## Supplied data
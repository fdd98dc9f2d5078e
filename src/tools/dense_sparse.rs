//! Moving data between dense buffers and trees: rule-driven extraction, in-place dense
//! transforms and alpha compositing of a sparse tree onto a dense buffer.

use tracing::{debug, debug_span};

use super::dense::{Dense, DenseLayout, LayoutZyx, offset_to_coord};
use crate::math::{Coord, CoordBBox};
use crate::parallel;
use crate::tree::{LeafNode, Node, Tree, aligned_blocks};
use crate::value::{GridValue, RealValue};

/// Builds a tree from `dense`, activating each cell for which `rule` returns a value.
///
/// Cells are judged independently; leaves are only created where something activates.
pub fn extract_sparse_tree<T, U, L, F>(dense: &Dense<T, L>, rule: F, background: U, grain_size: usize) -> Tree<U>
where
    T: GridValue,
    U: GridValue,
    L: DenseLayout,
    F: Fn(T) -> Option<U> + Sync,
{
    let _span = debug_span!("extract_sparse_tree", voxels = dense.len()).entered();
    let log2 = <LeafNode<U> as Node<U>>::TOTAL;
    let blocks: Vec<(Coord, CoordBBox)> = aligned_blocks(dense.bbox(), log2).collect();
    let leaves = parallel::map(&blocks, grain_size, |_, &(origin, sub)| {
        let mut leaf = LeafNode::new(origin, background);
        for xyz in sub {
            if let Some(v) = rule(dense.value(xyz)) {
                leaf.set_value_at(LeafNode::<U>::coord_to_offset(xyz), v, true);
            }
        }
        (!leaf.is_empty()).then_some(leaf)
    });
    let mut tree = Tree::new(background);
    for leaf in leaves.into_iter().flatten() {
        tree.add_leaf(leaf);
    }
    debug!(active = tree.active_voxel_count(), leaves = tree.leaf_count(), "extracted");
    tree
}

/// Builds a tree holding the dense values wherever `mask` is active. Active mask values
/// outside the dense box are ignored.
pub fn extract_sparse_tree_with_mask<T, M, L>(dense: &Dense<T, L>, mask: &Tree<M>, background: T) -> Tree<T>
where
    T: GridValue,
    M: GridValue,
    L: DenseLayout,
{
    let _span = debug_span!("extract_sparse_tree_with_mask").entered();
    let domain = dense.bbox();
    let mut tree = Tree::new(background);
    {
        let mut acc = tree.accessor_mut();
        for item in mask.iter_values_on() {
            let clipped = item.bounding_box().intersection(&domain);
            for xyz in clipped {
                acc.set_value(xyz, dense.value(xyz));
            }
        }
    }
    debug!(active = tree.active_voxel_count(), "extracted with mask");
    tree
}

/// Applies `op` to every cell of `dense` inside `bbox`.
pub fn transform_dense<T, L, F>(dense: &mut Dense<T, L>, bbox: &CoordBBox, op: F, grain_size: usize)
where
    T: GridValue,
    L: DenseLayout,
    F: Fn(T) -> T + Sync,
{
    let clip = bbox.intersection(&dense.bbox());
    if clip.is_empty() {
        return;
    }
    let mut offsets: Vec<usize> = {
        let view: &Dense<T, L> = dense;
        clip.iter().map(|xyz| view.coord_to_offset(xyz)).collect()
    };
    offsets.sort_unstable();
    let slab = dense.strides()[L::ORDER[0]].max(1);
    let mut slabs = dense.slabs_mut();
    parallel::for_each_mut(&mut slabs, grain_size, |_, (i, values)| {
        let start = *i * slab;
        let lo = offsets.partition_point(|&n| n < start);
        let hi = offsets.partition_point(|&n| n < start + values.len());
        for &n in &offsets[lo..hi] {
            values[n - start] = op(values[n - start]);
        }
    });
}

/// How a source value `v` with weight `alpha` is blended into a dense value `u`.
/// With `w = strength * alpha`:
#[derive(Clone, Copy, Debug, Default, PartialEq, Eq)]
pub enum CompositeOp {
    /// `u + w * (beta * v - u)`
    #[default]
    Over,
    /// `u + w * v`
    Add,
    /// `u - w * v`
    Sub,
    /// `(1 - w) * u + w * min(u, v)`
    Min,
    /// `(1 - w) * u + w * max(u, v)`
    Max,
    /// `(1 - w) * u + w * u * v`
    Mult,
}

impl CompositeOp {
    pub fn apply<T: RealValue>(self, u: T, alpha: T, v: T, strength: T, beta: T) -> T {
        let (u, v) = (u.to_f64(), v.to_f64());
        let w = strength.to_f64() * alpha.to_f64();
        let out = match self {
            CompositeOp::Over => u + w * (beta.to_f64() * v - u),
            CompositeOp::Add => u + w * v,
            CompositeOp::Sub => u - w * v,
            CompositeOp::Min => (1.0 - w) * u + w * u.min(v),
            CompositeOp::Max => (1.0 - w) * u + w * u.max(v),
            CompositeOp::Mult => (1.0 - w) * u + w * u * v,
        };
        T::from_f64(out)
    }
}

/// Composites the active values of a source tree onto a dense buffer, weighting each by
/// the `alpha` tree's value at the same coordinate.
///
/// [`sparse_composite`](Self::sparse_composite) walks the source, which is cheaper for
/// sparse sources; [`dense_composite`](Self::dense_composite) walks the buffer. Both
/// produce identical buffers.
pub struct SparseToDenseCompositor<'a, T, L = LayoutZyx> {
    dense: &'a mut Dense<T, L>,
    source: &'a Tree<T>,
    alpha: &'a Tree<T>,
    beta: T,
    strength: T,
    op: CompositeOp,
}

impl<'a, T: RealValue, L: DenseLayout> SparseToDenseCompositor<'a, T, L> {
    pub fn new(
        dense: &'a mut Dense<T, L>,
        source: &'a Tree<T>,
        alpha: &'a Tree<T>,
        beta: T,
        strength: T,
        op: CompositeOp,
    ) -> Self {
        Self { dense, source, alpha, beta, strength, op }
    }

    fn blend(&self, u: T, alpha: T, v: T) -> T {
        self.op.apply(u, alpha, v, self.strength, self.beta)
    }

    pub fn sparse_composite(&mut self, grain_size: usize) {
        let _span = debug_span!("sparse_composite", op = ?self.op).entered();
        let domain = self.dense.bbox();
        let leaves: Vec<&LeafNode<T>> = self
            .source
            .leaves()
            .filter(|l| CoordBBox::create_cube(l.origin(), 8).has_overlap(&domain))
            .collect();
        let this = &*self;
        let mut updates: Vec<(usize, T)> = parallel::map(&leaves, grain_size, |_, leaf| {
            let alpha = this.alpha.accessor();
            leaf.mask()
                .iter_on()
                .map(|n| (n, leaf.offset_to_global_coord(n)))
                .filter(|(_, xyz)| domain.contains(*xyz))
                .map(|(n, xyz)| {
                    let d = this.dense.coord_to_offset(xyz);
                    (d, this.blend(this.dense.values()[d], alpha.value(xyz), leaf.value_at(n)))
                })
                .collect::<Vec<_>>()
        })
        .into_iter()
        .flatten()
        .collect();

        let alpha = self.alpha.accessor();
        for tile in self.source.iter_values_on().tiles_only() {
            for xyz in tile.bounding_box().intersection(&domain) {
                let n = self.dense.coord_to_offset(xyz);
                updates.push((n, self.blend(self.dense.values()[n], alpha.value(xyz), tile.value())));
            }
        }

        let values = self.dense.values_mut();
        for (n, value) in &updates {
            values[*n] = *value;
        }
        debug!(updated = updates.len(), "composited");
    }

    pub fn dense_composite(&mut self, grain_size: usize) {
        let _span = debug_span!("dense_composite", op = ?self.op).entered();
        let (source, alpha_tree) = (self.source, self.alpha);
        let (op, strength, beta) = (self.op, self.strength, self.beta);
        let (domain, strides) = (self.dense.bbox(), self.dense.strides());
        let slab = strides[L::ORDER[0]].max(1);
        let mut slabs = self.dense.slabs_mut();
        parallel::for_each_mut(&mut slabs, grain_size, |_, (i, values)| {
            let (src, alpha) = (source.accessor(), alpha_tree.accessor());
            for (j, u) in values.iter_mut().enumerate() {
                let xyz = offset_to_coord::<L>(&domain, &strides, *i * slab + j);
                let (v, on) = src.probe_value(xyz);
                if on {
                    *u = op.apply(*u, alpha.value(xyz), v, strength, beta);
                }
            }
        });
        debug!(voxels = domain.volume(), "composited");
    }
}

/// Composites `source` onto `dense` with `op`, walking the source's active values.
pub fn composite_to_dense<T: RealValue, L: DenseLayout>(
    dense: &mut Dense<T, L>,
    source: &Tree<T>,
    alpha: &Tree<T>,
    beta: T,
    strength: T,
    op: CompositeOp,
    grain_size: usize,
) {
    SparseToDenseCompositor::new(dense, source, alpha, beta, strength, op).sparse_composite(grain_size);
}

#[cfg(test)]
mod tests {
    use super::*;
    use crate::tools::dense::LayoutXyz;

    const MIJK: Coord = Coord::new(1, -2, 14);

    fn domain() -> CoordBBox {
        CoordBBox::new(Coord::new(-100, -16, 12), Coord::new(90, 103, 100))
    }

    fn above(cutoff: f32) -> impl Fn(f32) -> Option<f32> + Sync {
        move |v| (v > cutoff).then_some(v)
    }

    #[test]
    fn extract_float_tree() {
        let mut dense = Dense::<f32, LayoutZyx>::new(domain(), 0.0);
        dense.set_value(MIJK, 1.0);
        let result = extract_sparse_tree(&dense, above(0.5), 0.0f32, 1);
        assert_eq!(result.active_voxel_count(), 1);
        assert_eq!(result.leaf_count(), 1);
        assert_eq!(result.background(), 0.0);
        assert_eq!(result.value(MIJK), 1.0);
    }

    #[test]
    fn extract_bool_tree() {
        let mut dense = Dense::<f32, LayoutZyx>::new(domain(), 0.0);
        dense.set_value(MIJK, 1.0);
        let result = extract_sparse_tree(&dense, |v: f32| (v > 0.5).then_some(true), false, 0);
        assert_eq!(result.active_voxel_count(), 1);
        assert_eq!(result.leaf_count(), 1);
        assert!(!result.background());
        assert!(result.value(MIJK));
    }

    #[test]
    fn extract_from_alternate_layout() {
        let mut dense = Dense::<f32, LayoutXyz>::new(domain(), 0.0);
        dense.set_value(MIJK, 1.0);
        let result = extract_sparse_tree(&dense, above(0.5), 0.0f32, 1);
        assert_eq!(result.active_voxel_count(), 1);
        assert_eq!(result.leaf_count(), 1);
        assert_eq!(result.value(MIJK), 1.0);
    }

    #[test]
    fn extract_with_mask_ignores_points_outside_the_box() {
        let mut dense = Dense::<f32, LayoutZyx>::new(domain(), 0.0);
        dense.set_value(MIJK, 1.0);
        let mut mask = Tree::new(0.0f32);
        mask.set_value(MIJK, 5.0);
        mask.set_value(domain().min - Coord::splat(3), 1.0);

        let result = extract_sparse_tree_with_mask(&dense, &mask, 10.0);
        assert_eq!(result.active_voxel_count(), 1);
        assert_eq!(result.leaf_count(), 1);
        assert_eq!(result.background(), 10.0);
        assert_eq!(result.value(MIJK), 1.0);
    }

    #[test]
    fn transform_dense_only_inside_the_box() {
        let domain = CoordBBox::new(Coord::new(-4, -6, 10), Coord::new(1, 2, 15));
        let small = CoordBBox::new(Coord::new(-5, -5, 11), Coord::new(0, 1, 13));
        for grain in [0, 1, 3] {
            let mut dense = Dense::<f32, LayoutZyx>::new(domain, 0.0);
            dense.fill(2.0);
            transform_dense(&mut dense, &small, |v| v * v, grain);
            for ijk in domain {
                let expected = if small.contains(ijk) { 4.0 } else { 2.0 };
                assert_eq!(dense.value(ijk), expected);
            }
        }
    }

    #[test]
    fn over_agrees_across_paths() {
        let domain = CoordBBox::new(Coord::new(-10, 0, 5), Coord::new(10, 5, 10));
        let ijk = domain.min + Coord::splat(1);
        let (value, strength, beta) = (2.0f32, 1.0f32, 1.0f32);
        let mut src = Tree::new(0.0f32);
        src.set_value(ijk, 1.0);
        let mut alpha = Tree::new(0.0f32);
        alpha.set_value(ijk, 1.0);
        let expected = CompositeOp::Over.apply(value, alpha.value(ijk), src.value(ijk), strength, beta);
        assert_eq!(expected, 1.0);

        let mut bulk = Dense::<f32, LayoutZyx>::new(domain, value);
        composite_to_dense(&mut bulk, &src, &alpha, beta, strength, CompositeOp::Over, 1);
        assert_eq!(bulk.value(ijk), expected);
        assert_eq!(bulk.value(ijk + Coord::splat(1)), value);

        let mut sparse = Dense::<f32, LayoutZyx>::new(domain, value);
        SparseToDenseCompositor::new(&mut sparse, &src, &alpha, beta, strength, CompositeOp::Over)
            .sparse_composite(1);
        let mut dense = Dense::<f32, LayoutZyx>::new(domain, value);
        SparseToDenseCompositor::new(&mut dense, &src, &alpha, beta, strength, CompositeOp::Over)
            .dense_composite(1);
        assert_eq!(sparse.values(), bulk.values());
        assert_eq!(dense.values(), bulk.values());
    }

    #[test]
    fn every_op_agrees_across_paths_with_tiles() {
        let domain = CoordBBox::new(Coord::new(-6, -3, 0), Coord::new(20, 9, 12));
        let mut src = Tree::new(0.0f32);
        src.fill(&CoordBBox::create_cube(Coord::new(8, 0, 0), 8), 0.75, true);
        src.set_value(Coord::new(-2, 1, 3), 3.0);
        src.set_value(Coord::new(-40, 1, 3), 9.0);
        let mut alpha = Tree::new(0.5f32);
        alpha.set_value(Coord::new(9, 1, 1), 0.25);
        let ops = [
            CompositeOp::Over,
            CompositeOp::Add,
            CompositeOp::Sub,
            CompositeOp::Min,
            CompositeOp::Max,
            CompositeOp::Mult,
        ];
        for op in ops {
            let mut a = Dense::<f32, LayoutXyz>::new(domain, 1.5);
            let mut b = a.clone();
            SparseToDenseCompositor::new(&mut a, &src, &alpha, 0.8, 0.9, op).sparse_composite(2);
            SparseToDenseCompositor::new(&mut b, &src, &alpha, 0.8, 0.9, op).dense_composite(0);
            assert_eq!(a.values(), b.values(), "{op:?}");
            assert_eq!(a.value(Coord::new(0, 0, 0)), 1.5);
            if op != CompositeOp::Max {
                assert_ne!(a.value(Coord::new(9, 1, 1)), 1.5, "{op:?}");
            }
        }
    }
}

## Task item
In the listing above, find the line containing "#[derive(Clone, Copy, Debug, Default, PartialEq, Eq)]" and the line containing "let this = &*self;", then retype both and every line between them exactly, with nothing else.

## Task solution
#[derive(Clone, Copy, Debug, Default, PartialEq, Eq)]
pub enum CompositeOp {
    /// `u + w * (beta * v - u)`
    #[default]
    Over,
    /// `u + w * v`
    Add,
    /// `u - w * v`
    Sub,
    /// `(1 - w) * u + w * min(u, v)`
    Min,
    /// `(1 - w) * u + w * max(u, v)`
    Max,
    /// `(1 - w) * u + w * u * v`
    Mult,
}

impl CompositeOp {
    pub fn apply<T: RealValue>(self, u: T, alpha: T, v: T, strength: T, beta: T) -> T {
        let (u, v) = (u.to_f64(), v.to_f64());
        let w = strength.to_f64() * alpha.to_f64();
        let out = match self {
            CompositeOp::Over => u + w * (beta.to_f64() * v - u),
            CompositeOp::Add => u + w * v,
            CompositeOp::Sub => u - w * v,
            CompositeOp::Min => (1.0 - w) * u + w * u.min(v),
            CompositeOp::Max => (1.0 - w) * u + w * u.max(v),
            CompositeOp::Mult => (1.0 - w) * u + w * u * v,
        };
        T::from_f64(out)
    }
}

/// Composites the active values of a source tree onto a dense buffer, weighting each by
/// the `alpha` tree's value at the same coordinate.
///
/// [`sparse_composite`](Self::sparse_composite) walks the source, which is cheaper for
/// sparse sources; [`dense_composite`](Self::dense_composite) walks the buffer. Both
/// produce identical buffers.
pub struct SparseToDenseCompositor<'a, T, L = LayoutZyx> {
    dense: &'a mut Dense<T, L>,
    source: &'a Tree<T>,
    alpha: &'a Tree<T>,
    beta: T,
    strength: T,
    op: CompositeOp,
}

impl<'a, T: RealValue, L: DenseLayout> SparseToDenseCompositor<'a, T, L> {
    pub fn new(
        dense: &'a mut Dense<T, L>,
        source: &'a Tree<T>,
        alpha: &'a Tree<T>,
        beta: T,
        strength: T,
        op: CompositeOp,
    ) -> Self {
        Self { dense, source, alpha, beta, strength, op }
    }

    fn blend(&self, u: T, alpha: T, v: T) -> T {
        self.op.apply(u, alpha, v, self.strength, self.beta)
    }

    pub fn sparse_composite(&mut self, grain_size: usize) {
        let _span = debug_span!("sparse_composite", op = ?self.op).entered();
        let domain = self.dense.bbox();
        let leaves: Vec<&LeafNode<T>> = self
            .source
            .leaves()
            .filter(|l| CoordBBox::create_cube(l.origin(), 8).has_overlap(&domain))
            .collect();
        let this = &*self;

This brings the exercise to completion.